The Media’s Failure: Genocide
Many know Rwanda for the horrific genocide in the spring and summer of 1994, which was been widely reported across global news outlets since the killings took place. Ironically, the media has been chastised for its failure to cover the genocide in a timely manner. As for the current news, simple internet search results display the common western perception of Rwanda as another impoverished African nation. This is just one example of how the media misrepresents Rwanda.

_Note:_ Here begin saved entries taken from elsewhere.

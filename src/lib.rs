//! Video Catalog - polymorphic entity store for movies, their sources and plans
//!
//! Three entity tables share one row shape `(id, kind, body)`:
//!
//! - **Works** - what the catalog describes (`movie`, `movieEdition`)
//! - **Sources** - where the media comes from (`file`, `disc`)
//! - **Plans** - how a source becomes a work (`direct`, `chapter_range`)
//!
//! A row's kind is fixed when it is created. Plans additionally keep one
//! input-source row and one output-work row in relation tables, written in the
//! same transaction as the plan body, and can be listed by either with opaque
//! page tokens.
//!
//! ## Storage Layout
//!
//! ```text
//! ~/.local/share/video-catalog/
//! ├── catalog.db             # SQLite database
//! └── config.toml            # Configuration
//! ```

pub mod config;
pub mod cursor;
pub mod db;
pub mod error;
pub mod http;
pub mod model;
pub mod services;
pub mod validate;
pub mod views;

// Re-exports
pub use config::Config;
pub use db::CatalogDb;
pub use error::CatalogError;
pub use http::HttpServer;
pub use services::CatalogService;
//! Plans: how a source is turned into a work
//!
//! Every plan has exactly one input source and one output work. The ids live
//! in the body and are mirrored into the `plan_inputs` / `plan_outputs`
//! relation tables so plans can be listed by either side.

use serde::{Deserialize, Serialize};
use uuid::Uuid;

use super::{unknown_kind, Entity, EntityTable};
use crate::error::CatalogError;

#[derive(Debug, Clone, Copy, PartialEq, Eq, Hash)]
pub enum PlanKind {
    Direct,
    ChapterRange,
}

impl PlanKind {
    pub const ALL_TAGS: &'static [&'static str] = &["direct", "chapter_range"];

    pub fn as_str(&self) -> &'static str {
        match self {
            PlanKind::Direct => "direct",
            PlanKind::ChapterRange => "chapter_range",
        }
    }

    pub fn parse(tag: &str) -> Option<Self> {
        match tag {
            "direct" => Some(PlanKind::Direct),
            "chapter_range" => Some(PlanKind::ChapterRange),
            _ => None,
        }
    }
}

/// Use the whole source as the work
#[derive(Debug, Clone, PartialEq, Eq, Serialize, Deserialize)]
#[serde(rename_all = "camelCase")]
pub struct DirectPlan {
    pub source_uuid: Uuid,
    pub work_uuid: Uuid,
}

/// Use a chapter span of the source as the work
#[derive(Debug, Clone, PartialEq, Eq, Serialize, Deserialize)]
#[serde(rename_all = "camelCase")]
pub struct ChapterRangePlan {
    pub source_uuid: Uuid,
    pub work_uuid: Uuid,
    #[serde(default, skip_serializing_if = "Option::is_none")]
    pub start_chapter: Option<i32>,
    #[serde(default, skip_serializing_if = "Option::is_none")]
    pub end_chapter: Option<i32>,
}

/// A row of the `plans` table
#[derive(Debug, Clone, PartialEq, Eq, Serialize)]
#[serde(rename_all = "camelCase")]
pub enum Plan {
    Direct(DirectPlan),
    ChapterRange(ChapterRangePlan),
}

impl Plan {
    pub fn kind(&self) -> PlanKind {
        match self {
            Plan::Direct(_) => PlanKind::Direct,
            Plan::ChapterRange(_) => PlanKind::ChapterRange,
        }
    }

    /// The plan's input source
    pub fn source_id(&self) -> Uuid {
        match self {
            Plan::Direct(p) => p.source_uuid,
            Plan::ChapterRange(p) => p.source_uuid,
        }
    }

    /// The plan's output work
    pub fn work_id(&self) -> Uuid {
        match self {
            Plan::Direct(p) => p.work_uuid,
            Plan::ChapterRange(p) => p.work_uuid,
        }
    }

    pub fn set_source_id(&mut self, id: Uuid) {
        match self {
            Plan::Direct(p) => p.source_uuid = id,
            Plan::ChapterRange(p) => p.source_uuid = id,
        }
    }

    pub fn set_work_id(&mut self, id: Uuid) {
        match self {
            Plan::Direct(p) => p.work_uuid = id,
            Plan::ChapterRange(p) => p.work_uuid = id,
        }
    }
}

impl Entity for Plan {
    const TABLE: EntityTable = EntityTable::Plans;

    fn kind_tag(&self) -> &'static str {
        self.kind().as_str()
    }

    fn to_body(&self) -> Result<String, CatalogError> {
        let body = match self {
            Plan::Direct(direct) => serde_json::to_string(direct)?,
            Plan::ChapterRange(range) => serde_json::to_string(range)?,
        };
        Ok(body)
    }

    fn from_stored(kind: &str, body: &str) -> Result<Self, CatalogError> {
        match PlanKind::parse(kind) {
            Some(PlanKind::Direct) => Ok(Plan::Direct(serde_json::from_str(body)?)),
            Some(PlanKind::ChapterRange) => Ok(Plan::ChapterRange(serde_json::from_str(body)?)),
            None => Err(unknown_kind(Self::TABLE, kind)),
        }
    }
}

#[cfg(test)]
mod tests {
    use super::*;

    #[test]
    fn test_relation_accessors() {
        let source = Uuid::new_v4();
        let work = Uuid::new_v4();
        let mut plan = Plan::ChapterRange(ChapterRangePlan {
            source_uuid: source,
            work_uuid: work,
            start_chapter: Some(1),
            end_chapter: Some(5),
        });
        assert_eq!(plan.source_id(), source);
        assert_eq!(plan.work_id(), work);

        let other = Uuid::new_v4();
        plan.set_source_id(other);
        assert_eq!(plan.source_id(), other);
        assert_eq!(plan.work_id(), work);
    }

    #[test]
    fn test_chapter_range_body_uses_camel_case() {
        let plan = Plan::ChapterRange(ChapterRangePlan {
            source_uuid: Uuid::nil(),
            work_uuid: Uuid::nil(),
            start_chapter: Some(2),
            end_chapter: None,
        });
        let body = plan.to_body().unwrap();
        assert!(body.contains(r#""startChapter":2"#));
        assert!(!body.contains("endChapter"));
        assert_eq!(plan.kind_tag(), "chapter_range");
    }

    #[test]
    fn test_view_serialization_is_externally_tagged() {
        let plan = Plan::Direct(DirectPlan {
            source_uuid: Uuid::nil(),
            work_uuid: Uuid::nil(),
        });
        let json = serde_json::to_value(&plan).unwrap();
        assert!(json.get("direct").is_some());
    }
}
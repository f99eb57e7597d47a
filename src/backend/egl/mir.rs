//! EGL on a Mir connection
//!
//! The connection to the Mir server belongs to the application, which hands it over as a
//! [`MirConnection`] through [`RendererOptions::mir_connection`]. Surface events are queued by
//! the connection and picked up when the renderer dispatches.

use std::{fmt, os::unix::io::BorrowedFd};

use indexmap::IndexMap;
use tracing::{debug, trace, warn};

use crate::{
    backend::winsys::{
        OnscreenDescriptor, OnscreenEvent, OnscreenId, RendererOptions, WinsysError, WinsysFeatures, WinsysId,
    },
    utils::Size,
};

use super::{ffi::EGLint, EglBackend, EglLibrary, EglPlatform, PlatformEvents};

/// Pixel formats a Mir server offers for surfaces
#[derive(Debug, Clone, Copy, PartialEq, Eq, Hash)]
#[allow(missing_docs)]
pub enum MirPixelFormat {
    Abgr8888,
    Xbgr8888,
    Argb8888,
    Xrgb8888,
    Bgr888,
    Rgb565,
    Other(u32),
}

impl MirPixelFormat {
    fn is_32bit(&self) -> bool {
        matches!(
            self,
            MirPixelFormat::Abgr8888 | MirPixelFormat::Xbgr8888 | MirPixelFormat::Argb8888 | MirPixelFormat::Xrgb8888
        )
    }
}

/// Window management state of a Mir surface
#[derive(Debug, Clone, Copy, PartialEq, Eq, Hash, Default)]
#[allow(missing_docs)]
pub enum MirSurfaceState {
    #[default]
    Unknown,
    Restored,
    Minimized,
    Maximized,
    Fullscreen,
}

/// Parameters of a new Mir surface
#[derive(Debug, Clone, PartialEq, Eq)]
pub struct MirSurfaceSpec {
    /// Title
    pub name: String,
    /// Size in pixels
    pub size: Size,
    /// Pixel format, one of the connection's
    pub format: MirPixelFormat,
}

/// A surface created by a [`MirConnection`]
#[derive(Debug, Clone, Copy, PartialEq, Eq)]
pub struct MirSurface {
    /// Identifies the surface towards the connection
    pub id: u64,
    /// Native window handed to `eglCreateWindowSurface`
    pub egl_native_window: usize,
}

/// A surface event reported by the server
#[derive(Debug, Clone, Copy, PartialEq, Eq)]
pub enum MirSurfaceEvent {
    /// The server resized the surface
    Resize {
        /// The surface
        surface: u64,
        /// Its new size
        size: Size,
    },
}

/// Connection to a Mir server, provided by the application
pub trait MirConnection: fmt::Debug {
    /// Native display handed to `eglGetDisplay`
    fn egl_native_display(&self) -> usize;
    /// Pixel formats usable for surfaces, in the server's order of preference
    fn available_formats(&self) -> Vec<MirPixelFormat>;
    /// Create a surface using hardware buffers
    fn create_surface(&mut self, spec: &MirSurfaceSpec) -> Result<MirSurface, String>;
    /// Release a surface created by [`MirConnection::create_surface`]
    fn release_surface(&mut self, surface: u64);
    /// Current state of a surface
    fn surface_state(&self, surface: u64) -> MirSurfaceState;
    /// Request a new state for a surface
    fn set_surface_state(&mut self, surface: u64, state: MirSurfaceState);
    /// Surface events received since the last call
    fn take_events(&mut self) -> Vec<MirSurfaceEvent>;
    /// File descriptor signalling new events
    fn poll_fd(&self) -> Option<BorrowedFd<'_>> {
        None
    }
}

#[derive(Debug)]
struct MirWindow {
    surface: u64,
    last_state: MirSurfaceState,
}

/// Mir side of the EGL backend
#[derive(Debug)]
pub struct MirPlatform {
    connection: Box<dyn MirConnection>,
    dummy_surface: Option<u64>,
    windows: IndexMap<OnscreenId, MirWindow>,
}

impl MirPlatform {
    /// Platform on an application supplied connection
    pub fn new(connection: Box<dyn MirConnection>) -> Self {
        MirPlatform {
            connection,
            dummy_surface: None,
            windows: IndexMap::new(),
        }
    }

    /// The connection
    pub fn connection(&self) -> &dyn MirConnection {
        &*self.connection
    }

    fn valid_format(&self) -> Result<MirPixelFormat, WinsysError> {
        self.connection
            .available_formats()
            .into_iter()
            .find(MirPixelFormat::is_32bit)
            .ok_or_else(|| WinsysError::CreateOnscreen("The Mir server offers no 32 bit surface format".into()))
    }

    fn create_surface(&mut self, name: &str, size: Size) -> Result<MirSurface, String> {
        let format = self.valid_format().map_err(|err| err.to_string())?;
        let spec = MirSurfaceSpec {
            name: name.to_owned(),
            size,
            format,
        };
        let surface = self.connection.create_surface(&spec)?;
        if surface.egl_native_window == 0 {
            self.connection.release_surface(surface.id);
            return Err("The surface has no EGL native window".into());
        }
        Ok(surface)
    }
}

impl EglBackend<MirPlatform> {
    /// Use the application's Mir connection and load `libEGL`
    pub fn connect_mir(options: &mut RendererOptions) -> Result<EglBackend<MirPlatform>, WinsysError> {
        let connection = options
            .mir_connection
            .take()
            .ok_or_else(|| WinsysError::Init("No Mir connection was supplied".into()))?;
        let driver = EglLibrary::open()?;
        EglBackend::from_parts(MirPlatform::new(connection), std::rc::Rc::new(driver), options.driver)
    }
}

impl EglPlatform for MirPlatform {
    fn id(&self) -> WinsysId {
        WinsysId::EglMir
    }

    fn native_display(&self) -> usize {
        self.connection.egl_native_display()
    }

    fn features(&self) -> WinsysFeatures {
        WinsysFeatures::MULTIPLE_ONSCREEN
    }

    fn create_dummy_window(&mut self, _native_visual: EGLint, surfaceless: bool) -> Result<Option<usize>, WinsysError> {
        if surfaceless {
            return Ok(None);
        }
        let surface = self
            .create_surface("CoglDummySurface", Size::new(1, 1))
            .map_err(|err| WinsysError::CreateContext(format!("Failed to create a dummy mir surface: {err}")))?;
        self.dummy_surface = Some(surface.id);
        Ok(Some(surface.egl_native_window))
    }

    fn destroy_dummy_window(&mut self) {
        if let Some(surface) = self.dummy_surface.take() {
            self.connection.release_surface(surface);
        }
    }

    fn create_window(
        &mut self,
        id: OnscreenId,
        descriptor: OnscreenDescriptor,
        _native_visual: EGLint,
    ) -> Result<(usize, Size), WinsysError> {
        if descriptor.foreign_window.is_some() {
            warn!("Foreign X windows cannot be used on Mir, creating a surface");
        }
        let size = Size::new(descriptor.size.w.max(1), descriptor.size.h.max(1));
        let name = std::env::args().next().unwrap_or_default();
        let surface = self.create_surface(&name, size).map_err(|err| {
            WinsysError::CreateOnscreen(format!("Error while creating mir surface for the onscreen: {err}"))
        })?;

        let last_state = self.connection.surface_state(surface.id);
        debug!(surface = surface.id, ?size, "Mir surface created");
        self.windows.insert(
            id,
            MirWindow {
                surface: surface.id,
                last_state,
            },
        );
        Ok((surface.egl_native_window, size))
    }

    fn destroy_window(&mut self, id: OnscreenId) {
        if let Some(window) = self.windows.shift_remove(&id) {
            self.connection.release_surface(window.surface);
        }
    }

    fn set_visibility(&mut self, id: OnscreenId, visible: bool) {
        let Some(window) = self.windows.get_mut(&id) else {
            return;
        };
        let current = self.connection.surface_state(window.surface);
        let minimized = current == MirSurfaceState::Minimized;
        if visible != minimized {
            return;
        }

        let state = if visible {
            window.last_state
        } else {
            window.last_state = current;
            MirSurfaceState::Minimized
        };
        trace!(surface = window.surface, ?state, "Changing surface state");
        self.connection.set_surface_state(window.surface, state);
    }

    fn poll_fd(&self) -> Option<BorrowedFd<'_>> {
        self.connection.poll_fd()
    }

    fn dispatch(&mut self) -> Result<PlatformEvents, WinsysError> {
        let mut events = PlatformEvents::default();
        for event in self.connection.take_events() {
            let MirSurfaceEvent::Resize { surface, size } = event;
            match self.windows.iter().find(|(_, window)| window.surface == surface) {
                Some((&onscreen, _)) => events.onscreen.push(OnscreenEvent::Resized { onscreen, size }),
                None => trace!(surface, "Resize of an unknown surface"),
            }
        }
        Ok(events)
    }
}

Taking Sides: Trade Dispute
On March 30, 2018, Rwanda made headlines as it was involved in a small trade dispute over used clothing being bought and sold within the country. The U.S. suspended the selling of its secondhand clothing in Rwanda after Rwandan political leaders raised the import tariff on the clothing from $0.20 to $2.50, implementing what the used clothing trade industry calls a de facto embargo. The article does not shed light on the Rwandan perspective in raising the tariffs but rather cites statistics produced by U.S. institutions.

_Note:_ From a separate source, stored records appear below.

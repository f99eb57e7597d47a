/// Declares an opaque, copyable id type backed by a process-wide counter.
///
/// Ids handed out by one type never repeat, so a stale id can never alias a newer object.
macro_rules! id_type {
    ($(#[$attr:meta])* $name:ident) => {
        $(#[$attr])*
        #[derive(Debug, Clone, Copy, PartialEq, Eq, Hash, PartialOrd, Ord)]
        pub struct $name(u64);

        impl $name {
            pub(crate) fn next() -> Self {
                use std::sync::atomic::{AtomicU64, Ordering};
                static COUNTER: AtomicU64 = AtomicU64::new(1);

                let id = COUNTER.fetch_add(1, Ordering::Relaxed);
                if id == u64::MAX {
                    panic!("Out of ids");
                }
                $name(id)
            }

            /// Raw numeric value of this id
            pub fn as_raw(&self) -> u64 {
                self.0
            }
        }
    };
}

pub(crate) use id_type;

How the media misrepresents Rwanda can be seen in the article as it refers to Rwanda as a poor African country. However, the World Bank shows Rwanda has sustained economic growth rates for the past decade as part of its strategy to become a middle-income country by 2020.

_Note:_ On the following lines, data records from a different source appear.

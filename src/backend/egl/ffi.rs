//! Raw EGL types, constants and entry points

#![allow(non_camel_case_types, non_upper_case_globals, dead_code)]

use std::ffi::{c_char, c_uint, c_void};

pub type EGLint = i32;
pub type EGLBoolean = c_uint;
pub type EGLenum = c_uint;
pub type EGLDisplay = *mut c_void;
pub type EGLConfig = *mut c_void;
pub type EGLContext = *mut c_void;
pub type EGLSurface = *mut c_void;
pub type EGLNativeDisplayType = *mut c_void;
pub type EGLNativeWindowType = *mut c_void;

pub const EGL_FALSE: EGLBoolean = 0;
pub const EGL_TRUE: EGLBoolean = 1;

pub const EGL_SUCCESS: EGLint = 0x3000;
pub const EGL_NOT_INITIALIZED: EGLint = 0x3001;
pub const EGL_BAD_ACCESS: EGLint = 0x3002;
pub const EGL_BAD_ALLOC: EGLint = 0x3003;
pub const EGL_BAD_ATTRIBUTE: EGLint = 0x3004;
pub const EGL_BAD_CONFIG: EGLint = 0x3005;
pub const EGL_BAD_CONTEXT: EGLint = 0x3006;
pub const EGL_BAD_CURRENT_SURFACE: EGLint = 0x3007;
pub const EGL_BAD_DISPLAY: EGLint = 0x3008;
pub const EGL_BAD_MATCH: EGLint = 0x3009;
pub const EGL_BAD_NATIVE_PIXMAP: EGLint = 0x300A;
pub const EGL_BAD_NATIVE_WINDOW: EGLint = 0x300B;
pub const EGL_BAD_PARAMETER: EGLint = 0x300C;
pub const EGL_BAD_SURFACE: EGLint = 0x300D;
pub const EGL_CONTEXT_LOST: EGLint = 0x300E;

pub const EGL_BUFFER_SIZE: EGLint = 0x3020;
pub const EGL_ALPHA_SIZE: EGLint = 0x3021;
pub const EGL_BLUE_SIZE: EGLint = 0x3022;
pub const EGL_GREEN_SIZE: EGLint = 0x3023;
pub const EGL_RED_SIZE: EGLint = 0x3024;
pub const EGL_DEPTH_SIZE: EGLint = 0x3025;
pub const EGL_STENCIL_SIZE: EGLint = 0x3026;
pub const EGL_NATIVE_VISUAL_ID: EGLint = 0x302E;
pub const EGL_SAMPLES: EGLint = 0x3031;
pub const EGL_SAMPLE_BUFFERS: EGLint = 0x3032;
pub const EGL_SURFACE_TYPE: EGLint = 0x3033;
pub const EGL_NONE: EGLint = 0x3038;
pub const EGL_RENDERABLE_TYPE: EGLint = 0x3040;
pub const EGL_DONT_CARE: EGLint = -1;

pub const EGL_WINDOW_BIT: EGLint = 0x0004;
pub const EGL_OPENGL_ES2_BIT: EGLint = 0x0004;
pub const EGL_OPENGL_BIT: EGLint = 0x0008;

pub const EGL_VERSION: EGLint = 0x3054;
pub const EGL_EXTENSIONS: EGLint = 0x3055;
pub const EGL_CONTEXT_CLIENT_VERSION: EGLint = 0x3098;
pub const EGL_OPENGL_ES_API: EGLenum = 0x30A0;
pub const EGL_OPENGL_API: EGLenum = 0x30A2;

// EGL_KHR_create_context
pub const EGL_CONTEXT_MAJOR_VERSION_KHR: EGLint = 0x3098;
pub const EGL_CONTEXT_MINOR_VERSION_KHR: EGLint = 0x30FB;
pub const EGL_CONTEXT_FLAGS_KHR: EGLint = 0x30FC;
pub const EGL_CONTEXT_OPENGL_PROFILE_MASK_KHR: EGLint = 0x30FD;
pub const EGL_CONTEXT_OPENGL_CORE_PROFILE_BIT_KHR: EGLint = 0x0001;
pub const EGL_CONTEXT_OPENGL_FORWARD_COMPATIBLE_BIT_KHR: EGLint = 0x0002;

// EGL_EXT_buffer_age
pub const EGL_BUFFER_AGE_EXT: EGLint = 0x313D;

pub type eglGetDisplay = unsafe extern "C" fn(display: EGLNativeDisplayType) -> EGLDisplay;
pub type eglInitialize = unsafe extern "C" fn(dpy: EGLDisplay, major: *mut EGLint, minor: *mut EGLint) -> EGLBoolean;
pub type eglTerminate = unsafe extern "C" fn(dpy: EGLDisplay) -> EGLBoolean;
pub type eglQueryString = unsafe extern "C" fn(dpy: EGLDisplay, name: EGLint) -> *const c_char;
pub type eglBindAPI = unsafe extern "C" fn(api: EGLenum) -> EGLBoolean;
pub type eglChooseConfig = unsafe extern "C" fn(
    dpy: EGLDisplay,
    attrib_list: *const EGLint,
    configs: *mut EGLConfig,
    config_size: EGLint,
    num_config: *mut EGLint,
) -> EGLBoolean;
pub type eglGetConfigAttrib =
    unsafe extern "C" fn(dpy: EGLDisplay, config: EGLConfig, attribute: EGLint, value: *mut EGLint) -> EGLBoolean;
pub type eglCreateContext = unsafe extern "C" fn(
    dpy: EGLDisplay,
    config: EGLConfig,
    share_context: EGLContext,
    attrib_list: *const EGLint,
) -> EGLContext;
pub type eglDestroyContext = unsafe extern "C" fn(dpy: EGLDisplay, ctx: EGLContext) -> EGLBoolean;
pub type eglCreateWindowSurface = unsafe extern "C" fn(
    dpy: EGLDisplay,
    config: EGLConfig,
    win: EGLNativeWindowType,
    attrib_list: *const EGLint,
) -> EGLSurface;
pub type eglDestroySurface = unsafe extern "C" fn(dpy: EGLDisplay, surface: EGLSurface) -> EGLBoolean;
pub type eglMakeCurrent =
    unsafe extern "C" fn(dpy: EGLDisplay, draw: EGLSurface, read: EGLSurface, ctx: EGLContext) -> EGLBoolean;
pub type eglSwapBuffers = unsafe extern "C" fn(dpy: EGLDisplay, surface: EGLSurface) -> EGLBoolean;
pub type eglSwapInterval = unsafe extern "C" fn(dpy: EGLDisplay, interval: EGLint) -> EGLBoolean;
pub type eglQuerySurface =
    unsafe extern "C" fn(dpy: EGLDisplay, surface: EGLSurface, attribute: EGLint, value: *mut EGLint) -> EGLBoolean;
pub type eglGetError = unsafe extern "C" fn() -> EGLint;
pub type eglGetProcAddress = unsafe extern "C" fn(procname: *const c_char) -> *mut c_void;

// EGL_NOK_swap_region
pub type eglSwapBuffersRegion =
    unsafe extern "C" fn(dpy: EGLDisplay, surface: EGLSurface, num_rects: EGLint, rects: *const EGLint) -> EGLBoolean;
// EGL_EXT_swap_buffers_with_damage and EGL_KHR_swap_buffers_with_damage
pub type eglSwapBuffersWithDamage =
    unsafe extern "C" fn(dpy: EGLDisplay, surface: EGLSurface, rects: *const EGLint, n_rects: EGLint) -> EGLBoolean;

pub type glFinish = unsafe extern "C" fn();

A different article reporting on the trade dispute explains that Paul Kagame, the prime minister of Rwanda, stated it will maintain the de facto embargo in hopes of growing a textile industry within the country, contributing to its recent economic growth. This article also fails to offer the Rwandan perspective on why it wants to stop the import of U.S. clothing and what growth looks like in Rwanda.
Misrepresentation Aside: Rwanda’s Improving Economy
Today, Kigali, Rwanda’s capital, is known for being the cleanest city in Africa. Each month there is one day where driving cars in the city is banned. On the day of the ban, the government conducts free exercise classes as well as health check-ups to those who participate in the exercise classes.
Rwanda also has made strides in turning Kigali into a tech hub for the East African community. In 2017, Rwanda partnered with South Korea, who is investing heavily in Rwanda’s technological sector. The Rwandan government has ambitious plans to create more than 100 information, communication and technology companies valued at $50 million by 2030.
Overall, Rwanda is doing strong work to distinguish itself as a leader in tech within the East African community. Unfortunately, these more recent developments in the countries economic growth are not the most salient images in the media and minds of media consumers. In the end, this is the image Rwanda wants to create for itself and dispel how the media misrepresents Rwanda.